Paleontologists have discovered three new early mammal species that dwelled in present-day Wyoming shortly after the dinosaurs went extinct, suggesting that this early chapter in the dawn of mammals was more diverse than previously recognized.
The researchers examined the fossilized teeth and jaws of the mammals, which were about the size of a giant rodent or small cat. They found that they belonged to a group called condylarths, or archaic ungulates, which includes the ancestors of today’s hooved animals. These specimens lived within the first 328,000 or so years after the dinosaurs disappeared, a time known as the early Puercan age.
Most sites in the western United States and Canada with fossils from this period contain largely the same few mammal species, says Jaelyn Eberle, a curator at the University of Colorado Museum of Natural History in Boulder. She and her colleague Madelaine Atteberry reported the new findings on August 18 in the Journal of Systematic Palaeontology.
“Here we have one [site] where there’s a bunch of new guys on the scene,” Eberle says. “The diversification of mammals occurred, or certainly started, sooner than what we would predict from looking at other areas.”

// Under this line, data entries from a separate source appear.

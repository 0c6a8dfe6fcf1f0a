//! # Estimate Repository
//!
//! Database operations for estimates (quotations).
//!
//! Estimates carry no place of supply of their own. Their lines are priced
//! against the organization's default place of supply, the same one a
//! converted invoice falls back to, and intra-state when none is set.
//! Converting one goes through [`InvoiceRepository::create`], which issues
//! the invoice number.

use chrono::{Local, Utc};
use imagicity_core::validation::validate_line_item;
use imagicity_core::{
    calculate_invoice_totals, is_interstate, recalc_lines, CoreError, Estimate, EstimateStatus, Invoice,
    NewEstimate, NewInvoice, TotalsAdjustments,
};
use sqlx::sqlite::SqliteRow;
use sqlx::{Row, SqlitePool};
use tracing::{debug, info};
use uuid::Uuid;

use super::invoice::{client_state_code, default_place_of_supply};
use super::{json_column, money_column, money_text};
use crate::error::{DbError, DbResult};
use crate::repository::InvoiceRepository;

const ESTIMATE_COLUMNS: &str = r#"
    id, number, date, status, client_id, line_items,
    subtotal, tax_total, grand_total, currency, notes
"#;

/// Repository for estimate database operations.
#[derive(Debug, Clone)]
pub struct EstimateRepository {
    pool: SqlitePool,
}

impl EstimateRepository {
    /// Creates a new EstimateRepository.
    pub fn new(pool: SqlitePool) -> Self {
        EstimateRepository { pool }
    }

    /// Inserts a draft estimate with recalculated lines and totals.
    pub async fn insert(&self, new: NewEstimate) -> DbResult<Estimate> {
        for line in &new.line_items {
            validate_line_item(line).map_err(CoreError::from)?;
        }

        let mut conn = self.pool.acquire().await?;
        let client_state = client_state_code(&mut conn, &new.client_id).await?;
        let place_of_supply = default_place_of_supply(&mut conn).await?;

        let interstate = is_interstate(client_state.as_deref(), place_of_supply.as_deref());
        let line_items = recalc_lines(&new.line_items, interstate)?;
        let totals = calculate_invoice_totals(&line_items, TotalsAdjustments::default());

        let estimate = Estimate {
            id: Uuid::new_v4().to_string(),
            number: new.number,
            date: new.date,
            status: EstimateStatus::Draft,
            client_id: new.client_id,
            line_items,
            subtotal: totals.subtotal,
            tax_total: totals.tax_total,
            grand_total: totals.grand_total,
            currency: new.currency,
            notes: new.notes,
        };

        debug!(id = %estimate.id, number = %estimate.number, "Inserting estimate");

        let now = Utc::now();
        sqlx::query(
            r#"
            INSERT INTO estimates (
                id, number, date, status, client_id, line_items,
                subtotal, tax_total, grand_total, currency, notes,
                created_at, updated_at
            ) VALUES (
                ?1, ?2, ?3, ?4, ?5, ?6,
                ?7, ?8, ?9, ?10, ?11,
                ?12, ?12
            )
            "#,
        )
        .bind(&estimate.id)
        .bind(&estimate.number)
        .bind(estimate.date)
        .bind(estimate.status)
        .bind(&estimate.client_id)
        .bind(serde_json::to_string(&estimate.line_items)?)
        .bind(money_text(estimate.subtotal))
        .bind(money_text(estimate.tax_total))
        .bind(money_text(estimate.grand_total))
        .bind(&estimate.currency)
        .bind(&estimate.notes)
        .bind(now)
        .execute(&mut *conn)
        .await
        .map_err(|e| match DbError::from(e) {
            DbError::UniqueViolation { field, .. } => DbError::duplicate(field, &estimate.number),
            other => other,
        })?;

        Ok(estimate)
    }

    /// Gets an estimate by ID.
    pub async fn get(&self, id: &str) -> DbResult<Option<Estimate>> {
        let sql = format!("SELECT {} FROM estimates WHERE id = ?1", ESTIMATE_COLUMNS);
        let row = sqlx::query(&sql)
            .bind(id)
            .fetch_optional(&self.pool)
            .await?;

        row.as_ref().map(estimate_from_row).transpose()
    }

    /// Lists estimates, newest first, optionally filtered by status.
    pub async fn list(&self, status: Option<EstimateStatus>) -> DbResult<Vec<Estimate>> {
        let sql = format!(
            r#"
            SELECT {}
            FROM estimates
            WHERE (?1 IS NULL OR status = ?1)
            ORDER BY created_at DESC, rowid DESC
            "#,
            ESTIMATE_COLUMNS
        );

        let rows = sqlx::query(&sql)
            .bind(status)
            .fetch_all(&self.pool)
            .await?;

        rows.iter().map(estimate_from_row).collect()
    }

    /// Sets the status of an estimate (sent, accepted, rejected).
    pub async fn set_status(&self, id: &str, status: EstimateStatus) -> DbResult<()> {
        debug!(id = %id, status = ?status, "Updating estimate status");

        let result = sqlx::query("UPDATE estimates SET status = ?2, updated_at = ?3 WHERE id = ?1")
            .bind(id)
            .bind(status)
            .bind(Utc::now())
            .execute(&self.pool)
            .await?;

        if result.rows_affected() == 0 {
            return Err(DbError::not_found("Estimate", id));
        }

        Ok(())
    }

    /// Turns an estimate into a draft invoice dated today.
    ///
    /// Client, lines, currency and notes carry over; the invoice is due
    /// after the default payment terms and numbered by the numbering policy.
    /// The estimate itself is left untouched.
    pub async fn convert_to_invoice(&self, id: &str) -> DbResult<Invoice> {
        let estimate = self
            .get(id)
            .await?
            .ok_or_else(|| DbError::not_found("Estimate", id))?;

        let today = Local::now().date_naive();
        let invoice = InvoiceRepository::new(self.pool.clone())
            .create(NewInvoice::from_estimate(&estimate, today))
            .await?;

        info!(
            estimate = %estimate.number,
            invoice = %invoice.number,
            "Estimate converted to invoice"
        );
        Ok(invoice)
    }
}

fn estimate_from_row(row: &SqliteRow) -> DbResult<Estimate> {
    Ok(Estimate {
        id: row.try_get("id")?,
        number: row.try_get("number")?,
        date: row.try_get("date")?,
        status: row.try_get("status")?,
        client_id: row.try_get("client_id")?,
        line_items: json_column(row, "line_items")?,
        subtotal: money_column(row, "subtotal")?,
        tax_total: money_column(row, "tax_total")?,
        grand_total: money_column(row, "grand_total")?,
        currency: row.try_get("currency")?,
        notes: row.try_get("notes")?,
    })
}

// =============================================================================
// Unit Tests
// =============================================================================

After a massive asteroid struck Mexico’s Yucatán Peninsula about 66 million years ago, many mammals went extinct along with the dinosaurs. Those that remained would generally have been the size of mice or rats. The most abundant group of mammals in North America during this time was the condylarths. Their fossilized teeth don’t appear to be specialized for dining on flesh or plants, and they may have been omnivores.
The condylarth teeth that Eberle and Atteberry examined had previously been collected from a sandstone river channel in a quarry in south-central Wyoming’s Great Divide Basin. Teeth are hard and plentiful, meaning they are preserved well as fossils, and their bumps and ridges can be used to identify both present-day and ancient mammals.
When the researchers examined the specimens’ teeth and jaws, they found distinctive features suggesting they were looking at three previously unrecognized species. To find out where these creatures fell in the ungulate family tree, the team compared the fossils to teeth from 25 other condylarths and another more distantly-related early mammal. They analyzed 64 characteristics of each specimen’s teeth and used a computer program to determine how closely related their mammalian owners were.
This analysis confirmed that the three new species fell within a family called the periptychids. This family had bulbous cheek teeth, in some cases with striated enamel that would have strengthened the tooth and perhaps enabled the animal to eat hard materials such as seeds.
One of the new species was stuck out. Beornus honeyi would have been roughly the size of a housecat and had strikingly large striated cheek teeth. (Its name is a reference to Beorn, a character from J.R.R. Tolkien’s The Hobbit, and who is known for his massive size.)
“Periptychids all have these puffy teeth, but Beornus is above and beyond,” says Atteberry, a geologist and undergraduate program assistant at the University of Colorado Boulder. “They look like they were stung by little bees; they’re very swollen-looking.”
The other new species were likely between a rat and housecat in size. Miniconus jeanninae was distinguished by an unusual extra cusp on its molars. Conacodon hettingeri is set apart from its close relatives by several features, including a comparatively short lobe on its last molar.
While the three species boasted distinct dentition and probably had somewhat different diets, it’s not clear what they actually did eat from the shape of their teeth alone, Eberle says. Part of the reason for this is that condylarth teeth don’t generally resemble those of any living mammals. In the future, Eberle and her colleagues hope to build a better picture of what the mammals might have feasted on by looking at wear patterns on the teeth, such as little pits and scratches that would indicate that an animal had dined on seeds or other crunchy things.
The specimens Eberle and Atteberry investigated were housed in the University of Colorado Museum of Natural History, along with more than 400 others from the same site.
“I would predict that there’s a number of new species still yet [to be identified] in the collection that we need to get studying,” Eberle says. “This is just the beginning.”
The new findings highlight how quickly mammals began to bounce back after the cataclysmic asteroid strike, says Nick Longrich, a paleontologist at the University of Bath in England who was not involved with the research.
These early mammals would have faced little competition and evolved to fill ecological roles vacated by the dinosaurs. “You’re seeing this incredible burst of creativity of the mammals, kind of in response to this disaster,” Longrich says. “It doesn’t surprise me at all that there’s much more happening much faster than we thought.”
The discovery of three new species not seen anywhere else also demonstrates how different locations might have developed unique pockets of diversity.
“It’s not a monotonous wasteland but a sort of diverse set of post-apocalyptic landscapes,” Longrich noted in an email. “Imagine if, for example after the world ends, it’s a zombie apocalypse in one area, Mad Max bikers in another region, cannibal cult in another, and so on.”